Nas paredes desta aldeia celebram-se os idosos e as suas rugas: são “as pessoas que, afinal, nos construíram”
Exposição de fotografia pelas ruas de Alqueidão da Serra, Porto de Mós, mostra “os rostos, as rugas” de 67 residentes octogenários. Uma homenagem contra o isolamento e a invisibilidade.
Rugas de chorar / Rugas de sorrir / Rugas de cantar / Rugas de sentir. Já assim cantava António Variações (ou, melhor, cantaram-nos os Humanos por ele, que deixou Rugas por gravar). Na paredes de Alqueidão da Serra, Porto de Mós, distrito de Leiria, homenageiam-se agora os “rostos, as rugas” dos habitantes octogenários: são 67 pessoas com ou mais de 85 anos, fotografadas com toda a dignidade do retrato, lembrando que nas suas rugas, agora expostas em permanência, se escondem a sabedoria e toda uma vida de aprendizagem. E esconde-se o muito que ainda têm para dar.
“Gostaríamos que a mensagem transmitida pela alegria da participação destas 67 pessoas pudesse ultrapassar os muros da nossa aldeia e se traduzisse pelo respeito aos nossos mais velhos, pela valorização das suas experiências de vida”, diz Adelaide Cordovil, da associação local que organizou a exposição, Alecrim e Salva, em mensagem à Ímpar.
A mostra, com 20 painéis, tem por objectivo “dar-lhes voz na sociedade actual”, de modo a que esta etapa da sua vida “seja vivida com confiança, alegria e realização pessoal e social”.

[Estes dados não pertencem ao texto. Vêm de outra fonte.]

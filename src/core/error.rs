//! Error types for cartograph

use std::path::PathBuf;
use thiserror::Error;

/// Result type alias using cartograph's Error
pub type Result<T> = std::result::Result<T, Error>;

/// cartograph error types
#[derive(Error, Debug)]
pub enum Error {
    #[error("Repository not found: {path}")]
    RepoNotFound { path: PathBuf },

    #[error("Failed to parse {path}: {message}")]
    FileParse { path: PathBuf, message: String },

    #[error(
        "Symbol table invariant violated: {qualified_name} already registered as {existing}, got {incoming}"
    )]
    SymbolTableInvariant {
        qualified_name: String,
        existing: String,
        incoming: String,
    },

    #[error("Invalid {language} query bundle: {message}")]
    Query { language: String, message: String },

    #[error("Configuration error: {message}")]
    Config { message: String },

    #[error("IO error: {0}")]
    Io(#[from] std::io::Error),

    #[error("JSON error: {0}")]
    Json(#[from] serde_json::Error),

    #[error("TOML parse error: {0}")]
    TomlParse(#[from] toml::de::Error),
}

O projecto tem por título Dar voz à idade e evidencia “os rostos, as rugas, o aspecto dessas pessoas”, algo que “nem sempre é valorizado”, dizia Helena Batista, presidente da associação à Lusa na apresentação da iniciativa, estreada no sábado. Tudo “pensado para valorizar as pessoas que, afinal, nos construíram, nos criaram no contexto da aldeia”
“Quando olhamos para os rostos dos idosos, aquelas rugas têm um contexto e uma história que deve ser contada”, frisa Helena Batista, admitindo a intenção de “chocar um pouco as pessoas, para as levar a pensar no que valorizarmos hoje em dia. Se calhar, não é o melhor, nem o mais importante. Temos de pensar mais no ser humano”.
A mostra integra retratos captados pela fotógrafa local Ana Rodrigues e foram percorridos os lugares da freguesia, como Casais dos Vales, Covão de Oles, Casal Duro ou Bouceiros.
“Fotografámos todas as pessoas com 85 ou mais anos. Foram muito poucos os que ficaram de fora”, comentou Helena Batista, confessando: “Queremos dizer que apreciamos essas pessoas, as suas rugas, seja lá de que forma for. Acho que isso já aconteceu, porque nos encontros [para as fotografar] notava-se a felicidade por serem convidadas e fotografadas. Sentimos essa alegria e isso, por si só, já está ganho”.
E se começámos com uma canção, rematamos com outra, em dois versos que poderiam ser cantados após vermos estas fotografias vividas, escritos por Caetano Veloso para Homem Velho: “Mas ele dói e brilha único, indivíduo, maravilha sem igual / Já tem coragem de saber que é imortal”.